Word for word, reproduce each entry.
---*---
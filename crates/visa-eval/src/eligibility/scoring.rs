use serde::{Deserialize, Serialize};

use super::aggregator::AggregationConfig;
use super::complexity::ComplexityConfig;
use super::error::ConfigurationError;

/// Complexity estimate tables and aggregation thresholds, versioned together.
#[derive(Debug, Clone, PartialEq, Serialize, Deserialize)]
#[serde(rename_all = "camelCase")]
pub struct ScoringConfig {
    pub version: String,
    #[serde(default)]
    pub complexity: ComplexityConfig,
    #[serde(default)]
    pub aggregation: AggregationConfig,
}

impl Default for ScoringConfig {
    fn default() -> Self {
        Self {
            version: "scoring-default".to_string(),
            complexity: ComplexityConfig::default(),
            aggregation: AggregationConfig::default(),
        }
    }
}

impl ScoringConfig {
    pub fn from_json(name: &str, raw: &str) -> Result<Self, ConfigurationError> {
        let config: Self =
            serde_json::from_str(raw).map_err(|source| ConfigurationError::Parse {
                name: name.to_string(),
                source,
            })?;
        config.validate()?;
        Ok(config)
    }

    pub fn validate(&self) -> Result<(), ConfigurationError> {
        if self.version.trim().is_empty() {
            return Err(ConfigurationError::InvalidScoring(
                "scoring version must not be empty".to_string(),
            ));
        }
        self.complexity.validate()?;
        self.aggregation.validate()
    }
}

#[cfg(test)]
mod tests {
    use super::*;

    #[test]
    fn sections_fall_back_to_defaults() {
        let config = ScoringConfig::from_json("scoring", r#"{"version": "s-1"}"#)
            .expect("minimal scoring config parses");
        assert_eq!(config.version, "s-1");
        assert_eq!(config.aggregation, AggregationConfig::default());
        assert_eq!(config.complexity, ComplexityConfig::default());
    }

    #[test]
    fn inverted_recommendation_thresholds_are_rejected() {
        let raw = r#"{
            "version": "s-1",
            "aggregation": {
                "recommendation": {"highlyRecommended": 60, "recommended": 70, "conditional": 50}
            }
        }"#;
        match ScoringConfig::from_json("scoring", raw) {
            Err(ConfigurationError::InvalidScoring(message)) => {
                assert!(message.contains("recommendation"))
            }
            other => panic!("expected invalid scoring, got {other:?}"),
        }
    }

    #[test]
    fn malformed_json_names_the_source() {
        match ScoringConfig::from_json("scoring.v1.json", "{") {
            Err(ConfigurationError::Parse { name, .. }) => assert_eq!(name, "scoring.v1.json"),
            other => panic!("expected parse error, got {other:?}"),
        }
    }
}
---*---
Response area
filename crates/visa-eval/src/eligibility/scoring.rs
use serde::{Deserialize, Serialize};

use super::aggregator::AggregationConfig;
use super::complexity::ComplexityConfig;
use super::error::ConfigurationError;

/// Complexity estimate tables and aggregation thresholds, versioned together.
#[derive(Debug, Clone, PartialEq, Serialize, Deserialize)]
#[serde(rename_all = "camelCase")]
pub struct ScoringConfig {
    pub version: String,
    #[serde(default)]
    pub complexity: ComplexityConfig,
    #[serde(default)]
    pub aggregation: AggregationConfig,
}

impl Default for ScoringConfig {
    fn default() -> Self {
        Self {
            version: "scoring-default".to_string(),
            complexity: ComplexityConfig::default(),
            aggregation: AggregationConfig::default(),
        }
    }
}

impl ScoringConfig {
    pub fn from_json(name: &str, raw: &str) -> Result<Self, ConfigurationError> {
        let config: Self =
            serde_json::from_str(raw).map_err(|source| ConfigurationError::Parse {
                name: name.to_string(),
                source,
            })?;
        config.validate()?;
        Ok(config)
    }

    pub fn validate(&self) -> Result<(), ConfigurationError> {
        if self.version.trim().is_empty() {
            return Err(ConfigurationError::InvalidScoring(
                "scoring version must not be empty".to_string(),
            ));
        }
        self.complexity.validate()?;
        self.aggregation.validate()
    }
}

#[cfg(test)]
mod tests {
    use super::*;

    #[test]
    fn sections_fall_back_to_defaults() {
        let config = ScoringConfig::from_json("scoring", r#"{"version": "s-1"}"#)
            .expect("minimal scoring config parses");
        assert_eq!(config.version, "s-1");
        assert_eq!(config.aggregation, AggregationConfig::default());
        assert_eq!(config.complexity, ComplexityConfig::default());
    }

    #[test]
    fn inverted_recommendation_thresholds_are_rejected() {
        let raw = r#"{
            "version": "s-1",
            "aggregation": {
                "recommendation": {"highlyRecommended": 60, "recommended": 70, "conditional": 50}
            }
        }"#;
        match ScoringConfig::from_json("scoring", raw) {
            Err(ConfigurationError::InvalidScoring(message)) => {
                assert!(message.contains("recommendation"))
            }
            other => panic!("expected invalid scoring, got {other:?}"),
        }
    }

    #[test]
    fn malformed_json_names_the_source() {
        match ScoringConfig::from_json("scoring.v1.json", "{") {
            Err(ConfigurationError::Parse { name, .. }) => assert_eq!(name, "scoring.v1.json"),
            other => panic!("expected parse error, got {other:?}"),
        }
    }
}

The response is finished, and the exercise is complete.